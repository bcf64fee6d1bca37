use std::fmt::Display;

use super::{Format, PixelBuffer};
use crate::error::Error;

pub const HEADER_LENGTH: usize = 18;

/// Image descriptor bit: rows are stored top to bottom.
pub const TOP_LEFT_ORIGIN: u8 = 0x20;
/// Image descriptor bit: pixels within a row are stored right to left.
pub const RIGHT_TO_LEFT_ORDER: u8 = 0x10;

#[derive(Clone, Copy, Debug, PartialEq, Eq)]
pub enum DataType {
    UncompressedTrueColor = 2,
    UncompressedGrayscale = 3,
    RunLengthTrueColor = 10,
    RunLengthGrayscale = 11,
}

impl DataType {
    pub fn for_format(format: Format, use_rle: bool) -> Self {
        match (format, use_rle) {
            (Format::Grayscale, false) => Self::UncompressedGrayscale,
            (Format::Grayscale, true) => Self::RunLengthGrayscale,
            (_, false) => Self::UncompressedTrueColor,
            (_, true) => Self::RunLengthTrueColor,
        }
    }

    pub fn code(&self) -> u8 {
        *self as u8
    }

    pub fn is_run_length_encoded(&self) -> bool {
        matches!(self, Self::RunLengthTrueColor | Self::RunLengthGrayscale)
    }
}

impl TryFrom<u8> for DataType {
    type Error = Error;

    fn try_from(value: u8) -> Result<Self, Self::Error> {
        match value {
            2 => Ok(Self::UncompressedTrueColor),
            3 => Ok(Self::UncompressedGrayscale),
            10 => Ok(Self::RunLengthTrueColor),
            11 => Ok(Self::RunLengthGrayscale),
            code => Err(Error::UnsupportedFormat(code)),
        }
    }
}

impl Display for DataType {
    fn fmt(&self, f: &mut std::fmt::Formatter<'_>) -> std::fmt::Result {
        match self {
            Self::UncompressedTrueColor => write!(f, "Uncompressed True Color"),
            Self::UncompressedGrayscale => write!(f, "Uncompressed Grayscale"),
            Self::RunLengthTrueColor => write!(f, "Run Length True Color"),
            Self::RunLengthGrayscale => write!(f, "Run Length Grayscale"),
        }
    }
}

/// The fixed 18 byte header at the start of every TGA file.
#[derive(Clone, Copy, Debug, Default, PartialEq, Eq)]
pub struct TgaHeader {
    pub id_length: u8,
    pub color_map_type: u8,
    pub data_type_code: u8,
    pub color_map_origin: u16,
    pub color_map_length: u16,
    pub color_map_depth: u8,
    pub x_origin: u16,
    pub y_origin: u16,
    pub width: u16,
    pub height: u16,
    pub bits_per_pixel: u8,
    pub image_descriptor: u8,
}

impl TgaHeader {
    /// Header describing `image` with a top-left origin.
    pub fn for_image(image: &PixelBuffer, use_rle: bool) -> Self {
        Self {
            data_type_code: DataType::for_format(image.format(), use_rle).code(),
            width: image.width(),
            height: image.height(),
            bits_per_pixel: (image.bytes_per_pixel() * 8) as u8,
            image_descriptor: TOP_LEFT_ORIGIN,
            ..Self::default()
        }
    }

    pub fn from_bytes(bytes: &[u8; HEADER_LENGTH]) -> Self {
        let word = |index: usize| u16::from_le_bytes([bytes[index], bytes[index + 1]]);
        Self {
            id_length: bytes[0],
            color_map_type: bytes[1],
            data_type_code: bytes[2],
            color_map_origin: word(3),
            color_map_length: word(5),
            color_map_depth: bytes[7],
            x_origin: word(8),
            y_origin: word(10),
            width: word(12),
            height: word(14),
            bits_per_pixel: bytes[16],
            image_descriptor: bytes[17],
        }
    }

    pub fn to_bytes(&self) -> [u8; HEADER_LENGTH] {
        let mut bytes = [0; HEADER_LENGTH];
        bytes[0] = self.id_length;
        bytes[1] = self.color_map_type;
        bytes[2] = self.data_type_code;
        bytes[3..5].copy_from_slice(&self.color_map_origin.to_le_bytes());
        bytes[5..7].copy_from_slice(&self.color_map_length.to_le_bytes());
        bytes[7] = self.color_map_depth;
        bytes[8..10].copy_from_slice(&self.x_origin.to_le_bytes());
        bytes[10..12].copy_from_slice(&self.y_origin.to_le_bytes());
        bytes[12..14].copy_from_slice(&self.width.to_le_bytes());
        bytes[14..16].copy_from_slice(&self.height.to_le_bytes());
        bytes[16] = self.bits_per_pixel;
        bytes[17] = self.image_descriptor;
        bytes
    }

    /// Checks dimensions and pixel size, returning the pixel format.
    pub fn format(&self) -> crate::Result<Format> {
        let format = Format::from_bytes_per_pixel(self.bits_per_pixel as usize / 8);
        match format {
            Some(format) if self.width > 0 && self.height > 0 => Ok(format),
            _ => Err(Error::InvalidHeader {
                width: self.width,
                height: self.height,
                bits_per_pixel: self.bits_per_pixel,
            }),
        }
    }

    pub fn data_type(&self) -> crate::Result<DataType> {
        DataType::try_from(self.data_type_code)
    }

    pub fn is_bottom_up(&self) -> bool {
        self.image_descriptor & TOP_LEFT_ORIGIN == 0
    }

    pub fn is_right_to_left(&self) -> bool {
        self.image_descriptor & RIGHT_TO_LEFT_ORDER != 0
    }
}
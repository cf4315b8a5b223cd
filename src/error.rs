/// Unified error types for Tasklane
use axum::{
    http::StatusCode,
    response::{IntoResponse, Response},
    Json,
};
use serde::{Deserialize, Serialize};
use thiserror::Error;

/// Main error type for the service
///
/// Every variant carries a stable message; the transport layer maps kinds to
/// HTTP statuses in [`ApiError::status_code`].
#[derive(Error, Debug)]
pub enum ApiError {
    // Auth
    #[error("user not found")]
    UserNotFound,

    #[error("user unauthenticated")]
    UserUnauthenticated,

    #[error("user already exists")]
    UserAlreadyExists,

    #[error("email already taken")]
    EmailAlreadyTaken,

    #[error("invalid email or password")]
    InvalidCredentials,

    #[error("user device not found")]
    UserDeviceNotFound,

    #[error("session not found")]
    SessionNotFound,

    #[error("refresh token expired")]
    RefreshTokenExpired,

    // Request
    #[error("empty request body")]
    EmptyRequestBody,

    #[error("invalid JSON")]
    InvalidJson,

    #[error("empty data")]
    EmptyData,

    #[error("invalid data")]
    InvalidData,

    #[error("failed to parse query params")]
    FailedToParseQueryParams,

    #[error("empty query list_id")]
    EmptyQueryListId,

    #[error("empty query heading_id")]
    EmptyQueryHeadingId,

    #[error("empty query task_id")]
    EmptyQueryTaskId,

    /// Field-level validation failures, one message per offending field
    #[error("validation failed")]
    Validation(Vec<String>),

    // Lists and headings
    #[error("list not found")]
    ListNotFound,

    #[error("no lists found")]
    NoListsFound,

    #[error("default list not found")]
    DefaultListNotFound,

    #[error("cannot delete default list")]
    CannotDeleteDefaultList,

    #[error("heading not found")]
    HeadingNotFound,

    #[error("no headings found")]
    NoHeadingsFound,

    #[error("default heading not found")]
    DefaultHeadingNotFound,

    #[error("cannot delete default heading")]
    CannotDeleteDefaultHeading,

    #[error("cannot move default heading")]
    CannotMoveDefaultHeading,

    // Tasks and tags
    #[error("task not found")]
    TaskNotFound,

    #[error("no tasks found")]
    NoTasksFound,

    #[error("task status not found")]
    TaskStatusNotFound,

    #[error("invalid task time range")]
    InvalidTaskTimeRange,

    #[error("failed to create task")]
    FailedToCreateTask,

    #[error("tag not found")]
    TagNotFound,

    #[error("no tags found")]
    NoTagsFound,

    // Infrastructure
    #[error("store unavailable")]
    StoreUnavailable,

    #[error("Database error: {0}")]
    Database(sqlx::Error),

    #[error("Rate limit exceeded")]
    RateLimitExceeded,

    #[error("Internal error: {0}")]
    Internal(String),
}

/// Connection-level failures surface as `StoreUnavailable`; everything else
/// keeps the underlying error for logging.
impl From<sqlx::Error> for ApiError {
    fn from(err: sqlx::Error) -> Self {
        match err {
            sqlx::Error::PoolTimedOut | sqlx::Error::PoolClosed | sqlx::Error::Io(_) => {
                tracing::error!(error = %err, "store unavailable");
                ApiError::StoreUnavailable
            }
            other => ApiError::Database(other),
        }
    }
}

/// Error response envelope
#[derive(Debug, Serialize, Deserialize)]
pub struct ErrorResponse {
    pub code: u16,
    pub status_text: String,
    pub description: String,
}

/// Validation error response envelope
#[derive(Debug, Serialize, Deserialize)]
pub struct ValidationErrorResponse {
    pub code: u16,
    pub status_text: String,
    pub data: Vec<String>,
}

impl ApiError {
    pub fn status_code(&self) -> StatusCode {
        use ApiError::*;

        match self {
            UserUnauthenticated | InvalidCredentials | SessionNotFound | RefreshTokenExpired
            | UserDeviceNotFound => StatusCode::UNAUTHORIZED,

            UserAlreadyExists | EmailAlreadyTaken => StatusCode::CONFLICT,

            EmptyRequestBody | InvalidJson | EmptyData | InvalidData | FailedToParseQueryParams
            | EmptyQueryListId | EmptyQueryHeadingId | EmptyQueryTaskId
            | CannotDeleteDefaultList | CannotDeleteDefaultHeading | CannotMoveDefaultHeading
            | InvalidTaskTimeRange => StatusCode::BAD_REQUEST,

            Validation(_) => StatusCode::UNPROCESSABLE_ENTITY,

            UserNotFound | ListNotFound | NoListsFound | DefaultListNotFound | HeadingNotFound
            | NoHeadingsFound | DefaultHeadingNotFound | TaskNotFound | NoTasksFound
            | TaskStatusNotFound | TagNotFound | NoTagsFound => StatusCode::NOT_FOUND,

            RateLimitExceeded => StatusCode::TOO_MANY_REQUESTS,

            FailedToCreateTask | StoreUnavailable | Database(_) | Internal(_) => {
                StatusCode::INTERNAL_SERVER_ERROR
            }
        }
    }
}

/// Convert ApiError to HTTP response
impl IntoResponse for ApiError {
    fn into_response(self) -> Response {
        let status = self.status_code();
        let status_text = status.canonical_reason().unwrap_or_default().to_string();

        match self {
            ApiError::Validation(messages) => {
                let body = Json(ValidationErrorResponse {
                    code: status.as_u16(),
                    status_text,
                    data: messages,
                });
                (status, body).into_response()
            }
            err => {
                let description = match &err {
                    ApiError::Database(e) => {
                        tracing::error!(error = %e, "database error");
                        "internal server error".to_string() // Don't leak details
                    }
                    ApiError::Internal(e) => {
                        tracing::error!(error = %e, "internal error");
                        "internal server error".to_string()
                    }
                    other => other.to_string(),
                };

                let body = Json(ErrorResponse {
                    code: status.as_u16(),
                    status_text,
                    description,
                });
                (status, body).into_response()
            }
        }
    }
}

/// Result type alias for service operations
pub type ApiResult<T> = Result<T, ApiError>;
/// Self-profile endpoints
use crate::{
    api::{extract::ValidatedJson, response::ApiResponse},
    auth::AuthUser,
    context::AppContext,
    db::models::User,
    error::{ApiError, ApiResult},
    identity::UserChanges,
};
use axum::{extract::State, routing::get, Router};
use serde::Deserialize;
use validator::Validate;

pub fn routes() -> Router<AppContext> {
    Router::new().route("/user", get(get_user).patch(update_user).delete(delete_user))
}

#[derive(Debug, Deserialize, Validate)]
pub struct UpdateUserRequest {
    #[validate(email(message = "must be a valid email address"))]
    pub email: Option<String>,
    #[validate(length(min = 8, max = 128, message = "must be 8 to 128 characters"))]
    pub password: Option<String>,
}

async fn get_user(State(ctx): State<AppContext>, auth: AuthUser) -> ApiResult<ApiResponse<User>> {
    let user = ctx.identity.get_user(&auth.user_id).await?;
    Ok(ApiResponse::ok("user received", user))
}

async fn update_user(
    State(ctx): State<AppContext>,
    auth: AuthUser,
    ValidatedJson(req): ValidatedJson<UpdateUserRequest>,
) -> ApiResult<ApiResponse<User>> {
    if req.email.is_none() && req.password.is_none() {
        return Err(ApiError::EmptyData);
    }

    let changes = UserChanges {
        email: req.email.map(|e| e.trim().to_string()),
        password: req.password,
    };
    let user = ctx.identity.update_user(&auth.user_id, changes).await?;

    Ok(ApiResponse::ok("user updated", user))
}

async fn delete_user(State(ctx): State<AppContext>, auth: AuthUser) -> ApiResult<ApiResponse<()>> {
    ctx.identity.delete_user(&auth.user_id).await?;
    Ok(ApiResponse::ok("user deleted", ()))
}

# # # #

Of the lines above, copy each one that contains the word "StatusCode".

    http::StatusCode,
    pub fn status_code(&self) -> StatusCode {
            | UserDeviceNotFound => StatusCode::UNAUTHORIZED,
            UserAlreadyExists | EmailAlreadyTaken => StatusCode::CONFLICT,
            | InvalidTaskTimeRange => StatusCode::BAD_REQUEST,
            Validation(_) => StatusCode::UNPROCESSABLE_ENTITY,
            | TaskStatusNotFound | TagNotFound | NoTagsFound => StatusCode::NOT_FOUND,
            RateLimitExceeded => StatusCode::TOO_MANY_REQUESTS,
                StatusCode::INTERNAL_SERVER_ERROR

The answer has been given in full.